The $1 billion is comfortably underpinned at $19.00 spread.
Jessica Mitchell - Head of IR
Doug Terreson, ISI.
Doug Terreson - Analyst
Bob, returns on capital were under pressure for the super majors during the past few years and on this point both your and Brian's comments underscore the company's commitment to capital discipline today and the spending profile is supported, too.
So my question is, and I have two questions, is first, given the more challenging environment for returns, but also the desire for growth, how does BP ensure that it sustains its discipline through its corporate planning process given the recent replenishment of the portfolio that you talked about but also the more challenging environment for returns?
And then second, some of your competitors are increasing emphasis on returns on capital so I wanted to see if we could get an update on the measures that you guys deem most important, whether they're changing, and specifically how ROC plays into the thinking.
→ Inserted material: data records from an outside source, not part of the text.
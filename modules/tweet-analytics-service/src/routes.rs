//! Axum route handlers for the tweet analytics HTTP API.

use crate::analytics::{self, TweetStatsRequest};
use crate::db::Db;
use crate::error::{ApiError, ApiResult};
use crate::filtering::DataFilter;
use crate::rate_limit::{self, RateLimiter};
use crate::visualization::{DistributionRequest, HeatmapRequest, TrendRequest};
use axum::extract::rejection::{JsonRejection, QueryRejection};
use axum::extract::{Query, State};
use axum::middleware;
use axum::response::Json;
use axum::routing::{get, post};
use axum::Router;
use std::sync::Arc;
use std::time::Instant;
use tweet_analytics_types::*;

pub struct AppState {
    pub db: Db,
    pub start_time: Instant,
}

impl AppState {
    pub fn new(db: Db) -> Self {
        Self {
            db,
            start_time: Instant::now(),
        }
    }
}

/// Status is open; every query route sits behind the per-client limiter.
pub fn router(state: Arc<AppState>, limiter: Arc<RateLimiter>) -> Router {
    let limited = Router::new()
        // Analytics
        .route("/analytics/users/stats", get(users_stats))
        .route("/analytics/stats", get(tweet_stats))
        // Filtering
        .route("/data_filtering/", post(data_filtering))
        // Visualization
        .route("/visualization/trends", get(trends))
        .route("/visualization/distribution", get(distribution))
        .route("/visualization/heatmap", get(heatmap))
        .route_layer(middleware::from_fn_with_state(
            limiter,
            rate_limit::limit_requests,
        ));

    Router::new()
        .route("/", get(status))
        .merge(limited)
        .with_state(state)
}

/// Run a store query on the blocking pool with its own pooled connection.
async fn run_blocking<T, F>(state: &AppState, f: F) -> ApiResult<T>
where
    T: Send + 'static,
    F: FnOnce(&Db) -> ApiResult<T> + Send + 'static,
{
    let db = state.db.clone();
    tokio::task::spawn_blocking(move || f(&db)).await?
}

// GET /
pub async fn status(State(state): State<Arc<AppState>>) -> ApiResult<Json<ServiceStatus>> {
    let total_tweets = run_blocking(&state, |db| Ok(db.count_tweets()?)).await?;
    Ok(Json(ServiceStatus {
        running: true,
        uptime_secs: state.start_time.elapsed().as_secs(),
        total_tweets,
    }))
}

// =====================================================
// Analytics Endpoints
// =====================================================

// GET /analytics/users/stats
pub async fn users_stats(
    State(state): State<Arc<AppState>>,
    query: Result<Query<PageQuery>, QueryRejection>,
) -> ApiResult<Json<CountedPage<AuthorTweetCount>>> {
    let Query(q) = query?;
    let page = run_blocking(&state, move |db| db.author_ranking(&q)).await?;
    Ok(Json(page))
}

// GET /analytics/stats
pub async fn tweet_stats(
    State(state): State<Arc<AppState>>,
    query: Result<Query<TweetStatsQuery>, QueryRejection>,
) -> ApiResult<Json<CountedPage<DailyTweetCount>>> {
    let Query(q) = query?;
    let req = TweetStatsRequest::from_query(&q, analytics::today())?;
    let page = run_blocking(&state, move |db| db.daily_tweet_counts(&req)).await?;
    Ok(Json(page))
}

// =====================================================
// Filtering Endpoint
// =====================================================

// POST /data_filtering/
pub async fn data_filtering(
    State(state): State<Arc<AppState>>,
    query: Result<Query<PageQuery>, QueryRejection>,
    body: Result<Json<DataFilterRequest>, JsonRejection>,
) -> ApiResult<Json<FilteredTweets>> {
    let Query(page) = query?;
    let Json(body) = body?;
    let filter = DataFilter::from_request(&body, &page)?;
    let result = run_blocking(&state, move |db| db.filter_tweets(&filter)).await?;
    Ok(Json(result))
}

// =====================================================
// Visualization Endpoints
// =====================================================

// GET /visualization/trends
pub async fn trends(
    State(state): State<Arc<AppState>>,
    query: Result<Query<TrendQuery>, QueryRejection>,
) -> ApiResult<Json<VisualizationPage<TrendPoint>>> {
    let Query(q) = query?;
    let req = TrendRequest::from_query(&q)?;
    let page = run_blocking(&state, move |db| db.tweet_trends(&req)).await?;
    Ok(Json(page))
}

// GET /visualization/distribution
pub async fn distribution(
    State(state): State<Arc<AppState>>,
    query: Result<Query<DistributionQuery>, QueryRejection>,
) -> ApiResult<Json<VisualizationPage<DistributionBucket>>> {
    let Query(q) = query?;
    let req = DistributionRequest::from_query(&q)?;
    let page = run_blocking(&state, move |db| db.tweet_distribution(&req))
        .await
        .map_err(|e| match e {
            ApiError::Internal(msg) => {
                ApiError::Internal(format!("distribution query failed: {}", msg))
            }
            other => other,
        })?;
    Ok(Json(page))
}

// GET /visualization/heatmap
pub async fn heatmap(
    State(state): State<Arc<AppState>>,
    query: Result<Query<HeatmapQuery>, QueryRejection>,
) -> ApiResult<Json<Heatmap>> {
    let Query(q) = query?;
    let req = HeatmapRequest::from_query(&q)?;
    let grid = run_blocking(&state, move |db| db.tweet_heatmap(&req)).await?;
    Ok(Json(grid))
}

#[cfg(test)]
mod tests {
    use super::*;
    use crate::db::test_support::*;
    use axum::http::StatusCode;
    use axum::response::IntoResponse;
    use std::net::SocketAddr;
    use tweet_analytics_types::Level;

    fn state() -> Arc<AppState> {
        Arc::new(AppState::new(seeded(&[
            with_levels(tweet(1, "a", "2023-01-01 09:00:00"), Some(Level::High), None),
            with_levels(tweet(2, "a", "2023-01-02 09:00:00"), Some(Level::Low), None),
            with_levels(tweet(3, "b", "2023-01-02 10:00:00"), None, Some(Level::High)),
        ])))
    }

    fn ok<T>(result: ApiResult<T>) -> T {
        match result {
            Ok(v) => v,
            Err(e) => panic!("handler failed: {:?}", e),
        }
    }

    #[tokio::test]
    async fn test_status_counts_tweets() {
        let Json(status) = ok(status(State(state())).await);
        assert!(status.running);
        assert_eq!(status.total_tweets, 3);
    }

    #[tokio::test]
    async fn test_tweet_stats_threatening() {
        let q = TweetStatsQuery {
            start_date: Some("2023-01-01".into()),
            end_date: Some("2023-01-02".into()),
            criteria: Some("threatening".into()),
            ..Default::default()
        };
        let Json(page) = ok(tweet_stats(State(state()), Ok(Query(q))).await);
        assert_eq!(page.total_count, 1);
        assert_eq!(page.items[0].date, "2023-01-01");
    }

    #[tokio::test]
    async fn test_data_filtering_body() {
        let body = DataFilterRequest {
            day: Some(2),
            content_type: Some("hateful".into()),
            ..Default::default()
        };
        let Json(result) = ok(data_filtering(
            State(state()),
            Ok(Query(PageQuery::default())),
            Ok(Json(body)),
        )
        .await);
        assert_eq!(result.total_tweets, 1);
        assert_eq!(result.tweets[0].id, 3);
    }

    #[tokio::test]
    async fn test_invalid_metric_is_422() {
        let q = TrendQuery {
            metric: "not_a_column".into(),
            time_interval: "day".into(),
            ..Default::default()
        };
        let err = trends(State(state()), Ok(Query(q))).await.unwrap_err();
        assert_eq!(err.into_response().status(), StatusCode::UNPROCESSABLE_ENTITY);
    }

    #[tokio::test]
    async fn test_heatmap_handler() {
        let q = HeatmapQuery {
            start_date: "2023-01-01".into(),
            end_date: "2023-01-31".into(),
            threat_level: None,
        };
        let Json(grid) = ok(heatmap(State(state()), Ok(Query(q))).await);
        assert_eq!(grid.cells[0][0], 1);
        assert_eq!(grid.cells[0][1], 1);
        assert_eq!(grid.total(), 2);
    }

    async fn serve(limit: u32) -> SocketAddr {
        let app = router(state(), Arc::new(RateLimiter::new(limit)));
        let listener = tokio::net::TcpListener::bind("127.0.0.1:0").await.unwrap();
        let addr = listener.local_addr().unwrap();
        tokio::spawn(async move {
            axum::serve(
                listener,
                app.into_make_service_with_connect_info::<SocketAddr>(),
            )
            .await
            .unwrap();
        });
        addr
    }

    #[tokio::test]
    async fn test_http_errors_and_rate_limit() {
        let addr = serve(2).await;
        let client = reqwest::Client::new();
        let url = |path: &str| format!("http://{}{}", addr, path);

        let resp = client
            .get(url("/visualization/distribution?metric=lang&category=__dict__"))
            .send()
            .await
            .unwrap();
        assert_eq!(resp.status().as_u16(), 422);
        let body: ErrorBody = resp.json().await.unwrap();
        assert_eq!(body.field.as_deref(), Some("category"));

        let resp = client
            .post(url("/data_filtering/?page=1&page_size=5"))
            .json(&serde_json::json!({ "year": 2023 }))
            .send()
            .await
            .unwrap();
        assert_eq!(resp.status().as_u16(), 200);
        let result: FilteredTweets = resp.json().await.unwrap();
        assert_eq!(result.total_tweets, 3);

        let resp = client
            .get(url("/analytics/users/stats"))
            .send()
            .await
            .unwrap();
        assert_eq!(resp.status().as_u16(), 429);
        let body: ErrorBody = resp.json().await.unwrap();
        assert!(body.retry_after_secs.is_some());

        // Status is not rate limited
        let resp = client.get(url("/")).send().await.unwrap();
        assert_eq!(resp.status().as_u16(), 200);
    }
}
Bob Dudley - Group Chief Executive
Yes, Doug, I think this is kind of the heart of the sector, which is sort of out of favor to a degree, and I think, what I'd say is, return on capital employed; my experience, yours too, I'm sure, go through history, and when it suits companies to talk about return on capital employed they do, and then when it doesn't, sometimes they don't.
But I'm going to fall back a little bit on BP in the sense that we divested $40 billion of assets which had more than 50% return on their capital employed.
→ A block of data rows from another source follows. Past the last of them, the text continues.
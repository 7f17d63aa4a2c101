//! Tweet Analytics Service — read-only HTTP API over the imported tweets table.
//!
//! Default: http://127.0.0.1:9103/

use std::net::SocketAddr;
use std::sync::Arc;
use tweet_analytics_service::config::Config;
use tweet_analytics_service::db::Db;
use tweet_analytics_service::rate_limit::RateLimiter;
use tweet_analytics_service::routes::{self, AppState};

#[tokio::main]
async fn main() {
    dotenv::dotenv().ok();
    env_logger::init();

    let config = Config::from_env();

    log::info!(
        "Opening database at: {} (pool size {})",
        config.database_url,
        config.pool_size
    );
    let db = Db::open_with(&config).expect("Failed to open database");
    match db.count_tweets() {
        Ok(n) => log::info!("{} tweets available", n),
        Err(e) => log::warn!("Could not count tweets: {}", e),
    }

    let state = Arc::new(AppState::new(db));
    let limiter = Arc::new(RateLimiter::new(config.rate_limit_per_minute));
    log::info!(
        "Rate limit: {} requests per minute per client",
        config.rate_limit_per_minute
    );

    let cors = tower_http::cors::CorsLayer::permissive();
    let app = routes::router(state, limiter).layer(cors);

    let addr = config.listen_addr();
    log::info!("Tweet Analytics Service listening on http://{}", addr);

    let listener = tokio::net::TcpListener::bind(&addr)
        .await
        .expect("Failed to bind");

    axum::serve(
        listener,
        app.into_make_service_with_connect_info::<SocketAddr>(),
    )
    .await
    .expect("Server error");
}
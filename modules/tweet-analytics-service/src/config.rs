//! Service configuration read from the environment.

use std::env;
use std::str::FromStr;

#[derive(Debug, Clone)]
pub struct Config {
    pub bind_addr: String,
    pub port: u16,
    pub database_url: String,
    pub pool_size: u32,
    pub rate_limit_per_minute: u32,
}

impl Default for Config {
    fn default() -> Self {
        Self {
            bind_addr: "127.0.0.1".to_string(),
            port: 9103,
            database_url: "./tweets.db".to_string(),
            pool_size: 8,
            rate_limit_per_minute: 5,
        }
    }
}

impl Config {
    pub fn from_env() -> Self {
        let defaults = Self::default();
        Self {
            bind_addr: env::var("TWEET_ANALYTICS_BIND").unwrap_or(defaults.bind_addr),
            port: parse_var("TWEET_ANALYTICS_PORT", defaults.port),
            database_url: env::var("DATABASE_URL").unwrap_or(defaults.database_url),
            pool_size: parse_var("DATABASE_POOL_SIZE", defaults.pool_size).max(1),
            rate_limit_per_minute: parse_var("RATE_LIMIT_PER_MINUTE", defaults.rate_limit_per_minute),
        }
    }

    pub fn listen_addr(&self) -> String {
        format!("{}:{}", self.bind_addr, self.port)
    }
}

fn parse_var<T: FromStr + Copy + std::fmt::Display>(name: &str, default: T) -> T {
    match env::var(name) {
        Ok(raw) => raw.trim().parse().unwrap_or_else(|_| {
            log::warn!("{}={:?} is not valid, using {}", name, raw, default);
            default
        }),
        Err(_) => default,
    }
}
So by definition, our overall capital employed is going to take a notch down.
We think that was absolutely the right thing to do.
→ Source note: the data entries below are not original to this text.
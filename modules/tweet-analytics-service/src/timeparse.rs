//! Timestamp parsing shared by the importer and the date-range parameters.
//!
//! Everything is normalised to naive UTC and stored as
//! `YYYY-MM-DD HH:MM:SS`, which sorts lexically in chronological order.

use chrono::{DateTime, Datelike, Duration, NaiveDate, NaiveDateTime, NaiveTime, Timelike};
use std::ops::RangeInclusive;

pub const TIMESTAMP_FORMAT: &str = "%Y-%m-%d %H:%M:%S";
pub const DATE_FORMAT: &str = "%Y-%m-%d";

/// Four-digit years only; anything else breaks lexical ordering of the
/// stored text and sits at the edge of chrono's date range.
pub const YEARS: RangeInclusive<i32> = 1..=9999;

const ZONED_FORMATS: &[&str] = &[
    "%Y-%m-%d %H:%M:%S%.f%:z",
    "%Y-%m-%d %H:%M:%S%.f%z",
    "%a %b %d %H:%M:%S %z %Y",
];

const NAIVE_FORMATS: &[&str] = &["%Y-%m-%d %H:%M:%S%.f", "%Y-%m-%dT%H:%M:%S%.f"];

/// Parse any of the accepted timestamp spellings into naive UTC with
/// sub-second precision dropped.
pub fn parse_timestamp(raw: &str) -> Option<NaiveDateTime> {
    let s = raw.trim();
    if s.is_empty() {
        return None;
    }

    let parsed = DateTime::parse_from_rfc3339(s)
        .ok()
        .or_else(|| {
            ZONED_FORMATS
                .iter()
                .find_map(|fmt| DateTime::parse_from_str(s, fmt).ok())
        })
        .map(|dt| dt.naive_utc())
        .or_else(|| {
            NAIVE_FORMATS
                .iter()
                .find_map(|fmt| NaiveDateTime::parse_from_str(s, fmt).ok())
        })
        .or_else(|| {
            NaiveDate::parse_from_str(s, DATE_FORMAT)
                .ok()
                .map(|d| d.and_time(NaiveTime::MIN))
        })?;

    parsed
        .with_nanosecond(0)
        .filter(|ts| YEARS.contains(&ts.year()))
}

pub fn format_timestamp(ts: NaiveDateTime) -> String {
    ts.format(TIMESTAMP_FORMAT).to_string()
}

/// One end of a caller-supplied date range.
///
/// A bare date covers the whole calendar day; a full timestamp is exact.
#[derive(Debug, Clone, Copy, PartialEq, Eq)]
pub enum DateBound {
    Date(NaiveDate),
    Instant(NaiveDateTime),
}

impl DateBound {
    pub fn parse(raw: &str) -> Option<Self> {
        let s = raw.trim();
        if let Ok(date) = NaiveDate::parse_from_str(s, DATE_FORMAT) {
            return YEARS.contains(&date.year()).then_some(DateBound::Date(date));
        }
        parse_timestamp(s).map(DateBound::Instant)
    }

    /// Earliest timestamp inside the bound.
    pub fn start(&self) -> NaiveDateTime {
        match self {
            DateBound::Date(d) => d.and_time(NaiveTime::MIN),
            DateBound::Instant(ts) => *ts,
        }
    }

    /// First timestamp strictly after the bound. Stored timestamps have
    /// whole-second precision, so `< end_exclusive` equals `<= bound`.
    pub fn end_exclusive(&self) -> NaiveDateTime {
        match self {
            DateBound::Date(d) => d.and_time(NaiveTime::MIN) + Duration::days(1),
            DateBound::Instant(ts) => *ts + Duration::seconds(1),
        }
    }
}

#[cfg(test)]
mod tests {
    use super::*;

    fn ts(s: &str) -> NaiveDateTime {
        NaiveDateTime::parse_from_str(s, TIMESTAMP_FORMAT).unwrap()
    }

    #[test]
    fn test_parse_accepted_spellings() {
        let expected = ts("2023-01-01 12:30:00");
        assert_eq!(parse_timestamp("2023-01-01 12:30:00"), Some(expected));
        assert_eq!(parse_timestamp("2023-01-01T12:30:00"), Some(expected));
        assert_eq!(parse_timestamp("2023-01-01T12:30:00Z"), Some(expected));
        assert_eq!(parse_timestamp("2023-01-01 12:30:00.250"), Some(expected));
        assert_eq!(parse_timestamp("2023-01-01 14:30:00+02:00"), Some(expected));
        assert_eq!(
            parse_timestamp("Sun Jan 01 12:30:00 +0000 2023"),
            Some(expected)
        );
        assert_eq!(
            parse_timestamp("2023-01-01"),
            Some(ts("2023-01-01 00:00:00"))
        );
    }

    #[test]
    fn test_parse_rejects_garbage() {
        assert_eq!(parse_timestamp(""), None);
        assert_eq!(parse_timestamp("   "), None);
        assert_eq!(parse_timestamp("yesterday"), None);
        assert_eq!(parse_timestamp("2023-13-01"), None);
    }

    #[test]
    fn test_date_bound_covers_whole_day() {
        let bound = DateBound::parse("2023-01-02").unwrap();
        assert_eq!(bound.start(), ts("2023-01-02 00:00:00"));
        assert_eq!(bound.end_exclusive(), ts("2023-01-03 00:00:00"));
    }

    #[test]
    fn test_instant_bound_is_inclusive() {
        let bound = DateBound::parse("2023-01-02T08:00:00").unwrap();
        assert_eq!(bound.start(), ts("2023-01-02 08:00:00"));
        assert_eq!(bound.end_exclusive(), ts("2023-01-02 08:00:01"));
        assert!(DateBound::parse("not a date").is_none());
    }

    #[test]
    fn test_years_outside_four_digits_are_rejected() {
        for raw in [
            "-262143-01-03",
            "+262142-12-31",
            "0000-01-01",
            "+10000-01-01",
            "+262142-12-31 23:59:59",
        ] {
            assert!(DateBound::parse(raw).is_none(), "{}", raw);
            assert!(parse_timestamp(raw).is_none(), "{}", raw);
        }
        let last = DateBound::parse("9999-12-31").unwrap();
        assert_eq!(last.end_exclusive().year(), 10000);
        assert_eq!(
            DateBound::parse("0001-01-01").unwrap().start(),
            ts("0001-01-01 00:00:00")
        );
    }
}
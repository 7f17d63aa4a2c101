//! Error taxonomy for the HTTP surface.

use axum::extract::rejection::{JsonRejection, QueryRejection};
use axum::http::StatusCode;
use axum::response::{IntoResponse, Response};
use axum::Json;
use tweet_analytics_types::{ErrorBody, UnknownName};

#[derive(Debug, thiserror::Error)]
pub enum ApiError {
    /// Caller input rejected before any query runs.
    #[error("invalid {field}: {message}")]
    InvalidArgument { field: String, message: String },

    #[error("{0} not found")]
    NotFound(String),

    #[error("rate limit exceeded, retry in {retry_after_secs}s")]
    RateLimited { retry_after_secs: u64 },

    /// Stored rows violate an invariant the importer should have enforced.
    #[error("data integrity violation: {0}")]
    DataIntegrity(String),

    #[error("internal error: {0}")]
    Internal(String),
}

pub type ApiResult<T> = Result<T, ApiError>;

impl ApiError {
    pub fn invalid(field: impl Into<String>, message: impl Into<String>) -> Self {
        ApiError::InvalidArgument {
            field: field.into(),
            message: message.into(),
        }
    }

    pub fn status(&self) -> StatusCode {
        match self {
            ApiError::InvalidArgument { .. } => StatusCode::UNPROCESSABLE_ENTITY,
            ApiError::NotFound(_) => StatusCode::NOT_FOUND,
            ApiError::RateLimited { .. } => StatusCode::TOO_MANY_REQUESTS,
            ApiError::DataIntegrity(_) | ApiError::Internal(_) => {
                StatusCode::INTERNAL_SERVER_ERROR
            }
        }
    }
}

impl From<UnknownName> for ApiError {
    fn from(e: UnknownName) -> Self {
        ApiError::invalid(e.kind, e.to_string())
    }
}

impl From<rusqlite::Error> for ApiError {
    fn from(e: rusqlite::Error) -> Self {
        ApiError::Internal(format!("query failed: {}", e))
    }
}

impl From<r2d2::Error> for ApiError {
    fn from(e: r2d2::Error) -> Self {
        ApiError::Internal(format!("database pool: {}", e))
    }
}

impl From<crate::db::DbError> for ApiError {
    fn from(e: crate::db::DbError) -> Self {
        match e {
            crate::db::DbError::Pool(e) => e.into(),
            crate::db::DbError::Sqlite(e) => e.into(),
        }
    }
}

impl From<tokio::task::JoinError> for ApiError {
    fn from(e: tokio::task::JoinError) -> Self {
        ApiError::Internal(format!("query task aborted: {}", e))
    }
}

impl From<QueryRejection> for ApiError {
    fn from(e: QueryRejection) -> Self {
        ApiError::invalid("query", e.body_text())
    }
}

impl From<JsonRejection> for ApiError {
    fn from(e: JsonRejection) -> Self {
        ApiError::invalid("body", e.body_text())
    }
}

impl IntoResponse for ApiError {
    fn into_response(self) -> Response {
        let status = self.status();
        if status.is_server_error() {
            log::error!("{}", self);
        }

        let (field, retry_after_secs) = match &self {
            ApiError::InvalidArgument { field, .. } => (Some(field.clone()), None),
            ApiError::RateLimited { retry_after_secs } => (None, Some(*retry_after_secs)),
            _ => (None, None),
        };
        let body = ErrorBody {
            error: self.to_string(),
            field,
            retry_after_secs,
        };
        (status, Json(body)).into_response()
    }
}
But the kinds of things that we will -- give us a little patience, Doug.
We are, on the 4th of March, going to talk about this quite a bit more, but I do believe -- here's the fundamentals.
We've said $24 billion to $27 billion for the rest of the decade.
We're going to have that discipline.
We're going to invest in -- carefully, in what we think our good margin projects.
We will pace those in time, so that we can make sure we can generate sufficient operating cash flow to have some distributions back to shareholders, make sure we can have a sustainable dividend policy through the decade.
And there are differences in the portfolios of different companies.
You've heard us say many times we have a bias to oil, we like oil, it's a higher-margin product, and then selectively in gas.
That's kind of it in a nutshell.
But remember that $40 billion out at 50% returns has kind of shaped some of the fundamentals of the company.
Jessica Mitchell - Head of IR
Theepan Jothilingam, Nomura.
Theepan Jothilingam - Analyst
Two questions, please.
Just firstly, Bob, you mentioned Russia in your remarks.
I was just wondering, are there any specific milestones we should look for over the next 12 months?
In particular how much more can BP contribute on integration steps?
Secondly, Brian, just coming back to modeling in the upstream, I think you've talked about the margin mix at length.
I just want to clarify, just on unit OPEX on the base portfolio for this year, do you see it going up, flat, or down, and sort of the latter being that you're benefiting off more barrels off the fixed cost?
And then just lastly, on the Paleogene and Gila, how much further prospectivity do you see there in the Paleogene, and sort of, what are the next steps in terms of appraisal and drilling?
Bob Dudley - Group Chief Executive
Okay, on Russia, so taking these two large oil companies, Rosneft and TNK-BP, merge them together, and I would say that integration moved pretty fast, about 800 of the top 1,100 in TNK-BP people came across into Rosneft, and you really do have a mixture of business processes, and I can see it in the pace at which many things are happening there.
Both companies have got a lot of professionals.
The milestones I would expect you to see from BP, in addition to the kinds of things that we push at the Board, processes in terms of governance and annual planning processes and capital allocation.
But I would expect you to see and hear about expertise and experts from BP going and working with Rosneft on specific issues, problems, projects, water flooding, artificial lift, seismic interpretation, corrosion expertise, pipelines, environmental work.
That would be one thing that we think is important.
So I would look for that.
We -- I believe a lot of the really good Arctic acreage is taken.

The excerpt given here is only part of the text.